Это ты здесь со мной, родная, своя, собственная земля, а в эту минуту настолько близкая, что - кажется - рукой достанешь. Нет, нет, давно ведь было известно, - не река Ока течет за полотном палатки, это река Висла течет за стеной палатки, река Висла, омывающая пролеты моста Кербедзя, река Висла, плывущая под мостом Понятовского. То не рязанский песок скрипит под ногами, когда идешь по тропинке в лес, то подваршавский, мазовецкий песочек, некогда дочиста промытый водой, сыпучий, легкий, ускользающий из-под ног, засасывающий ноги… А если даже так не было вчера, то так наверное, наверное стало сегодня… Слышишь, польская земля? Тебе присягаю, тебе.

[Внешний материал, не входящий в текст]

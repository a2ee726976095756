use std::sync::Arc;

use crate::{config::AppConfig, services::warehouse::TripSource};

#[derive(Clone)]
pub struct AppState {
    pub config: AppConfig,
    pub warehouse: Arc<dyn TripSource>,
}

impl AppState {
    pub fn new(config: AppConfig, warehouse: Arc<dyn TripSource>) -> Self {
        Self { config, warehouse }
    }

    pub fn trips_table(&self) -> String {
        self.config.warehouse.qualified_table()
    }
}
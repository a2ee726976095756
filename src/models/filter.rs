use std::{fmt, str::FromStr};

use serde::Serialize;

use crate::error::AppError;

/// Time-range choices offered by the dashboard selector.
#[derive(Debug, Clone, Copy, PartialEq, Eq, Default, Serialize)]
pub enum TimeRange {
    #[default]
    #[serde(rename = "30 mins")]
    ThirtyMinutes,
    #[serde(rename = "1 hour")]
    OneHour,
    #[serde(rename = "1 day")]
    OneDay,
    #[serde(rename = "7 days")]
    SevenDays,
}

impl TimeRange {
    pub const ALL: [TimeRange; 4] = [
        TimeRange::ThirtyMinutes,
        TimeRange::OneHour,
        TimeRange::OneDay,
        TimeRange::SevenDays,
    ];

    pub fn label(self) -> &'static str {
        match self {
            TimeRange::ThirtyMinutes => "30 mins",
            TimeRange::OneHour => "1 hour",
            TimeRange::OneDay => "1 day",
            TimeRange::SevenDays => "7 days",
        }
    }

    pub fn lookback(self) -> Lookback {
        match self {
            TimeRange::ThirtyMinutes => Lookback::new(LookbackUnit::Minute, 30),
            TimeRange::OneHour => Lookback::new(LookbackUnit::Hour, 1),
            TimeRange::OneDay => Lookback::new(LookbackUnit::Day, 1),
            TimeRange::SevenDays => Lookback::new(LookbackUnit::Day, 7),
        }
    }
}

impl FromStr for TimeRange {
    type Err = AppError;

    fn from_str(s: &str) -> Result<Self, Self::Err> {
        TimeRange::ALL
            .into_iter()
            .find(|range| range.label() == s.trim())
            .ok_or_else(|| AppError::BadRequest(format!("unknown time range '{s}'")))
    }
}

#[derive(Debug, Clone, Copy, PartialEq, Eq, Serialize)]
#[serde(rename_all = "lowercase")]
pub enum LookbackUnit {
    Minute,
    Hour,
    Day,
}

/// A window ending now: `magnitude` units before the warehouse clock.
#[derive(Debug, Clone, Copy, PartialEq, Eq, Serialize)]
pub struct Lookback {
    pub unit: LookbackUnit,
    pub magnitude: u32,
}

impl Lookback {
    pub fn new(unit: LookbackUnit, magnitude: u32) -> Self {
        Self { unit, magnitude }
    }

    /// SQLite date modifier moving `now` back to the start of the window.
    pub fn sqlite_modifier(&self) -> String {
        let unit = match self.unit {
            LookbackUnit::Minute => "minutes",
            LookbackUnit::Hour => "hours",
            LookbackUnit::Day => "days",
        };
        format!("-{} {unit}", self.magnitude)
    }
}

impl fmt::Display for Lookback {
    fn fmt(&self, f: &mut fmt::Formatter<'_>) -> fmt::Result {
        let unit = match self.unit {
            LookbackUnit::Minute => "minute",
            LookbackUnit::Hour => "hour",
            LookbackUnit::Day => "day",
        };
        let plural = if self.magnitude == 1 { "" } else { "s" };
        write!(f, "{} {unit}{plural}", self.magnitude)
    }
}

#[derive(Debug, Clone, Copy, PartialEq, Eq, PartialOrd, Ord, Hash, Serialize)]
pub enum Region {
    North,
    South,
    East,
    West,
    Central,
}

impl Region {
    pub const ALL: [Region; 5] = [
        Region::North,
        Region::South,
        Region::East,
        Region::West,
        Region::Central,
    ];

    pub fn as_str(self) -> &'static str {
        match self {
            Region::North => "North",
            Region::South => "South",
            Region::East => "East",
            Region::West => "West",
            Region::Central => "Central",
        }
    }
}

impl fmt::Display for Region {
    fn fmt(&self, f: &mut fmt::Formatter<'_>) -> fmt::Result {
        f.write_str(self.as_str())
    }
}

/// Label of the region option that applies no constraint.
pub const ALL_REGIONS: &str = "All";

/// The two selector values for one render pass.
#[derive(Debug, Clone, Copy, PartialEq, Eq, Default, Serialize)]
pub struct FilterSelection {
    pub time_range: TimeRange,
    /// `None` means every region.
    pub region: Option<Region>,
}

impl FilterSelection {
    pub fn new(time_range: TimeRange, region: Option<Region>) -> Self {
        Self { time_range, region }
    }

    pub fn lookback(&self) -> Lookback {
        self.time_range.lookback()
    }

    pub fn region_label(&self) -> &'static str {
        self.region.map(Region::as_str).unwrap_or(ALL_REGIONS)
    }
}
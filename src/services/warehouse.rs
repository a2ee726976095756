use async_trait::async_trait;
use sqlx::sqlite::SqliteConnectOptions;
use sqlx::{Connection, SqliteConnection};
use tracing::{debug, warn};

use crate::{
    config::WarehouseConfig,
    db::{self, DbPool},
    error::AppError,
    models::trip::{TripDataset, TripRecord},
    services::query::TripQuery,
};

/// Anything that can run a [`TripQuery`] and hand back every matching row.
#[async_trait]
pub trait TripSource: Send + Sync {
    async fn fetch_trips(&self, query: &TripQuery) -> Result<TripDataset, AppError>;
}

enum Connector {
    PerFetch(SqliteConnectOptions),
    Pooled(DbPool),
}

/// SQL warehouse reached through sqlx.
pub struct SqlWarehouse {
    connector: Connector,
}

impl SqlWarehouse {
    pub fn from_config(config: &WarehouseConfig) -> Result<Self, AppError> {
        let options = db::connect_options(&config.url)?;
        Ok(if config.pool_size == 0 {
            Self::per_fetch(options)
        } else {
            Self::pooled(db::init_pool(options, config.pool_size))
        })
    }

    /// Opens a connection for each fetch and closes it before returning.
    pub fn per_fetch(options: SqliteConnectOptions) -> Self {
        Self {
            connector: Connector::PerFetch(options),
        }
    }

    pub fn pooled(pool: DbPool) -> Self {
        Self {
            connector: Connector::Pooled(pool),
        }
    }
}

#[async_trait]
impl TripSource for SqlWarehouse {
    #[tracing::instrument(skip_all, fields(lookback = %query.lookback(), region = ?query.region()))]
    async fn fetch_trips(&self, query: &TripQuery) -> Result<TripDataset, AppError> {
        let mut builder = query.builder();
        debug!(sql = builder.sql(), "executing trip query");

        let rows = match &self.connector {
            Connector::Pooled(pool) => {
                let mut conn = pool.acquire().await.map_err(AppError::connection)?;
                builder
                    .build_query_as::<TripRecord>()
                    .fetch_all(&mut *conn)
                    .await?
            }
            Connector::PerFetch(options) => {
                let mut conn = SqliteConnection::connect_with(options)
                    .await
                    .map_err(AppError::connection)?;
                let fetched = builder
                    .build_query_as::<TripRecord>()
                    .fetch_all(&mut conn)
                    .await;
                if let Err(err) = conn.close().await {
                    warn!(error = %err, "closing warehouse connection failed");
                }
                fetched?
            }
        };

        debug!(rows = rows.len(), "trip query returned");
        Ok(TripDataset::from(rows))
    }
}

- "Присягаю польскому народу…" Слышите вы, борющиеся с врагом? Слышите за своими железными решетками, за колючими проволоками концентрационных лагерей, непокоренные, родные, свои? "Польский народ"… Никогда еще эти слова не звучали так сильно, как теперь, как здесь, далеко от родины, в этом военном лагере на Оке, где тебя посвящают в рыцари польского народа…
- "Присягаю на союзническую верность Советскому Союзу". - Марцысь поднимает глаза, пытаясь рассмотреть на трибуне представителей советского командования. Верность Советскому Союзу… Огромная прекрасная земля, она дала мне приют в дни горя и ужаса… Она научила меня труду и открыла перед глазами широкие горизонты, пути в будущее… Она дала мне оружие для борьбы с врагом и солдатскую форму, которая из скитальца и изгнанника сделала меня бойцом. Она посвятила меня в рыцари польского народа, в рыцари свободы - великая советская земля!.. Армия, что идет на запад, армия, что несет освобождение, овеянная славой Советская Армия - тебе присягаю на братство оружия, братство на веки веков.
Гремят голоса. Словно заговорила вся поляна, словно произносит солдатскую присягу сама земля, лежащая по берегам Оки, близ сердца России - Москвы.
Откуда вы, солдаты, стоящие здесь? Из Казахстана, из морозных лесов Коми, с Енисея, с бурного, мчащегося по скалам Иртыша, из долин Ферганы? Нет, нет. Из Варшавы, из Радома, Кракова и Груйца люди польской земли, идущие в польскую землю…
Рядовой Новацкий вместе с другими повторяет слова присяги. Он не старается постичь их точный смысл. Дело не в словах! Главное - что наконец-то у него в руках винтовка, что он снова в армии и она оказалась настоящей армией.
Новацкий ехал сюда готовый на все: пусть его обманули, будто возрождается польское войско, пусть это будут просто советские части, в которых разрешено служить полякам, пусть так! Хватит с него этих четырех лет, когда он был бездомным бродягой. Он разглядывал надписи, знамена, транспаранты. Они обращались к нему на польском языке. Только орел немного другой. Пястовский, говорят, республиканский, без короны, старинный польский. Возможно. Новацкий все равно знает, что где-то, за всеми этими польскими надписями, таится коварство. Но ему до этого нет дела.
И все-таки, где это коварство? В чем оно состоит? Утром и вечером поют "Клятву", и поют ее поляки, а не русские, - здесь все в порядке. А вот что такое "культурно-просветительный офицер"?.. Этой должности в польской армии никогда не было. Ага, вот это, наверно, и есть большевистский комиссар. Однако в первый же день Новацкому пришлось поговорить с таким офицером. И он оказался не более русским, чем сам Новацкий. Бывший студент из Варшавы, это несомненно.
Правда, здесь введены какие-то новые порядки - кто их знает, на что это надо! Но, как бы то ни было, это польская армия.
А главное - это настоящая армия. Постепенно Новацкий убеждался, что гораздо более настоящая, чем та, в которой он служил в тридцать девятом году.